Она попыталась посмотреть на свои часы.
– Все в порядке, – успокоил он. – Остается еще час. Жизель, а что произойдет, если вы не вернетесь?
Она отстранилась от него, и опять посмотрела в освещенное окно.
– Он позвонит по телефону. После этого меня схватит тайная полиция. И расстреляет.
Она явно повторяла предупреждение, которое вбивалось в нее с настойчивой гипнотизирующей регулярностью, пока не стало частью ее души.
– Почему? – мягко спросил он. Она отвернулась, свет упал на ее тонкую шею и отбросил тени в волосах.
– Потому что я принадлежу ему, а когда надоем, у меня больше не должно быть мужчин. – Она шагнула вглубь полутемной комнаты. Ей хотелось рассказать Рейнеру больше, но это было трудно, поскольку она еще ни с кем об этом не говорила. Выходящим из тюрьмы расстояния до окружающих предметов кажутся пугающе огромными. – Я почему-то стала необходимой Гарсии. Не знаю почему. Наверно, он и сам не знает. – Говоря это, она видела лицо Гарсии, каким оно было в тот момент, когда он не думал, что она могла видеть его. Его глаза, полные призраков. Его игрушка, которая должна быть под рукой в любой момент, когда ему захочется для успокоения или отдыха обнять ее. Жестокий ребенок, ужасно боящийся темноты, которую лишь она одна в состоянии отогнать.
Она повернулась, чтобы посмотреть на англичанина. Его фигура силуэтом выделялась на фоне ярко освещенного окна, а лицо было темным. Это была та самая темнота, которой Гарсия учил бояться. Посторонних – значит каждого. Захватчика. Попавшего в этот город из дальних стран забытого детства Гарсии. Немезиду.
Как переносил Гарсия короткие часы ее свободы? Частенько он посылал шофера, чтобы тот разыскал «мерседес» в городе и привез ее назад. Если она не вернется через час, то воспаленный мир Гарсии дель Рио может обезуметь и рухнуть, втянув ее в губительный вихрь.

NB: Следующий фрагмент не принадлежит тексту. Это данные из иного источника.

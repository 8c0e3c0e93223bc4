//! Configuration service implementation.
//!
//! Loads [`TrackerConfig`] from a TOML file. A missing or blank file means
//! "all defaults"; fields absent from the file keep their defaults.

use ironlog_core::config::TrackerConfig;
use ironlog_core::error::{IronlogError, Result};
use std::fs;
use std::path::{Path, PathBuf};

#[derive(Debug, Clone)]
pub struct ConfigService {
    path: PathBuf,
}

impl ConfigService {
    pub fn new(path: impl AsRef<Path>) -> Self {
        Self {
            path: path.as_ref().to_path_buf(),
        }
    }

    /// Reads and validates the configuration.
    ///
    /// # Errors
    ///
    /// - `Config` if the file is not valid TOML or fails validation
    /// - `Io` if the file exists but cannot be read
    pub fn load(&self) -> Result<TrackerConfig> {
        let content = match fs::read_to_string(&self.path) {
            Ok(content) => content,
            Err(e) if e.kind() == std::io::ErrorKind::NotFound => {
                tracing::debug!("No config file at {:?}, using defaults", self.path);
                return Ok(TrackerConfig::default());
            }
            Err(e) => return Err(e.into()),
        };

        if content.trim().is_empty() {
            tracing::warn!("Config file {:?} is empty, using defaults", self.path);
            return Ok(TrackerConfig::default());
        }

        let config: TrackerConfig = toml::from_str(&content).map_err(|e| {
            IronlogError::config(format!("Failed to parse {:?}: {}", self.path, e))
        })?;
        config.validate()?;

        tracing::debug!("Loaded config from {:?}", self.path);
        Ok(config)
    }
}

#[cfg(test)]
mod tests {
    use super::*;
    use tempfile::TempDir;

    #[test]
    fn test_missing_file_gives_defaults() {
        let temp_dir = TempDir::new().unwrap();
        let service = ConfigService::new(temp_dir.path().join("config.toml"));
        assert_eq!(service.load().unwrap(), TrackerConfig::default());
    }

    #[test]
    fn test_empty_file_gives_defaults() {
        let temp_dir = TempDir::new().unwrap();
        let path = temp_dir.path().join("config.toml");
        fs::write(&path, "  \n").unwrap();
        assert_eq!(
            ConfigService::new(&path).load().unwrap(),
            TrackerConfig::default()
        );
    }

    #[test]
    fn test_partial_file_keeps_other_defaults() {
        let temp_dir = TempDir::new().unwrap();
        let path = temp_dir.path().join("config.toml");
        fs::write(&path, "page_size = 10\n").unwrap();

        let config = ConfigService::new(&path).load().unwrap();
        assert_eq!(config.page_size, 10);
        assert_eq!(config.max_visible_pages, 5);
        assert_eq!(config.sessions_key, "fitnessTrackerSessions");
    }

    #[test]
    fn test_unparsable_file_is_config_error() {
        let temp_dir = TempDir::new().unwrap();
        let path = temp_dir.path().join("config.toml");
        fs::write(&path, "page_size = \"many\"\n").unwrap();

        let err = ConfigService::new(&path).load().unwrap_err();
        assert!(matches!(err, IronlogError::Config(_)));
    }

    #[test]
    fn test_invalid_values_are_rejected() {
        let temp_dir = TempDir::new().unwrap();
        let path = temp_dir.path().join("config.toml");
        fs::write(&path, "page_size = 0\n").unwrap();

        let err = ConfigService::new(&path).load().unwrap_err();
        assert!(matches!(err, IronlogError::Config(_)));
    }
}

Каким нормальным и чистым казался этот силуэт. Каким сильным. Но Гарсия был сильнее. Его рука в золотых перстнях возьмет телефонную трубку, и они придут за ней – полицейские. И ей придется умереть.
Пол, глядя в свете уличных огней на ее внезапно застывшее лицо, думал: «Необходимой… Величайшая потребность любой женщины – быть необходимой. Это вытекает из самой природы материнства. Роль, подходящая актрисе, больше любой другой…»

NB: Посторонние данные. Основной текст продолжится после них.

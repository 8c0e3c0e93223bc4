//! Page arithmetic for the session history.

use crate::error::{IronlogError, Result};
use serde::Serialize;
use std::ops::RangeInclusive;

/// A resolved page of a list with `total_count` entries.
///
/// The requested page is clamped rather than rejected: anything below 1
/// becomes 1, anything past the end becomes the last page.
#[derive(Debug, Clone, Copy, PartialEq, Eq, Serialize)]
#[serde(rename_all = "camelCase")]
pub struct Pagination {
    /// 1-based page actually served
    pub page: usize,
    pub page_size: usize,
    pub total_pages: usize,
    pub total_count: usize,
}

impl Pagination {
    /// Clamps `requested_page` and computes the page layout.
    ///
    /// # Errors
    ///
    /// `Validation` when `page_size` is zero.
    pub fn compute(total_count: usize, page_size: usize, requested_page: i64) -> Result<Self> {
        if page_size == 0 {
            return Err(IronlogError::validation("Page size must be at least 1"));
        }
        let total_pages = total_count.div_ceil(page_size);
        let requested = usize::try_from(requested_page.max(1)).unwrap_or(usize::MAX);
        let page = if total_pages > 0 {
            requested.min(total_pages)
        } else {
            1
        };

        Ok(Self {
            page,
            page_size,
            total_pages,
            total_count,
        })
    }

    /// Index of the first entry on this page.
    pub fn offset(&self) -> usize {
        (self.page - 1) * self.page_size
    }

    /// Index range of this page's entries within the full list.
    pub fn bounds(&self) -> std::ops::Range<usize> {
        let start = self.offset().min(self.total_count);
        let end = (start + self.page_size).min(self.total_count);
        start..end
    }

    /// 1-based "showing X-Y" numbers, or `None` for an empty list.
    pub fn showing(&self) -> Option<(usize, usize)> {
        let bounds = self.bounds();
        if bounds.is_empty() {
            None
        } else {
            Some((bounds.start + 1, bounds.end))
        }
    }

    pub fn has_previous(&self) -> bool {
        self.page > 1
    }

    pub fn has_next(&self) -> bool {
        self.page < self.total_pages
    }

    /// Page numbers for the pagination controls.
    pub fn window(&self, max_visible: usize) -> RangeInclusive<usize> {
        page_window(self.page, self.total_pages, max_visible)
    }
}

/// Up to `max_visible` page numbers centred on `current`, kept within
/// `[1, total_pages]`.
///
/// Near the end the window slides left so it still shows `max_visible`
/// numbers when there are enough pages. Empty when `total_pages` is zero.
pub fn page_window(current: usize, total_pages: usize, max_visible: usize) -> RangeInclusive<usize> {
    let max_visible = max_visible.max(1);
    let mut start = current.saturating_sub(max_visible / 2).max(1);
    let end = (start + max_visible - 1).min(total_pages);
    if end + 1 < start + max_visible {
        start = (end + 1).saturating_sub(max_visible).max(1);
    }
    start..=end
}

– Жизель… – Нет, это бессмысленно.
– Да, Пол?
Он сказал первое, что ему пришло в голову.
– Мы должны идти. В это время улицы забиты, а нам нужно добраться до «мерседеса».
Она шагнула к нему.
– Вы не это хотели сказать.
– Да. Не это. Но мы должны идти.
Она долго стояла неподвижно, глядя в его темное лицо.
– Я смогу еще увидеть вас, Пол? – Несмотря на жару, ее охватил озноб.
– Как только захотите. – Он стал деловитым, и, пройдя мимо нее, нашел на секретере, в мусоре, оставшемся от предыдущего жильца, карандаш и обрывок бумаги. – Если я вам срочно понадоблюсь, звоните. Только спрячьте этот номер подальше. А еще лучше – постарайтесь запомнить его. Если меня не будет, попросите передать сеньору французу. С консьержем все должно быть в порядке – я хорошо заплатил ему. Но не рискуйте.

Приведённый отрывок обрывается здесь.